━━━ INFORMATION SUPPLIED ━━━

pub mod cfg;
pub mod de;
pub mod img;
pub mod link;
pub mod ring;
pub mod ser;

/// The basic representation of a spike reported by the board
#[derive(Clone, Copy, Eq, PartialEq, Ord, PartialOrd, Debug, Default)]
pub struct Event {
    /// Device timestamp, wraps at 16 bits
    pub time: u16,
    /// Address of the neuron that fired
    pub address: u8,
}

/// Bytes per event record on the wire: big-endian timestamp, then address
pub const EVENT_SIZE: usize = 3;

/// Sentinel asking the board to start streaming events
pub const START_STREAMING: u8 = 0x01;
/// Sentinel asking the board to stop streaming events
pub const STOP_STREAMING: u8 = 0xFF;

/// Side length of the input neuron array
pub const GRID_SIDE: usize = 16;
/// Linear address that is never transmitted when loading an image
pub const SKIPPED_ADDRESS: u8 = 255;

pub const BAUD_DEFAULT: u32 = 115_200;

━━━

The required output is every line of the entries, starting at the one that contains "stop streaming events" and ending at the last, copied exactly.

#### [WRITTEN ANSWER]
/// Sentinel asking the board to stop streaming events
pub const STOP_STREAMING: u8 = 0xFF;

/// Side length of the input neuron array
pub const GRID_SIDE: usize = 16;
/// Linear address that is never transmitted when loading an image
pub const SKIPPED_ADDRESS: u8 = 255;

pub const BAUD_DEFAULT: u32 = 115_200;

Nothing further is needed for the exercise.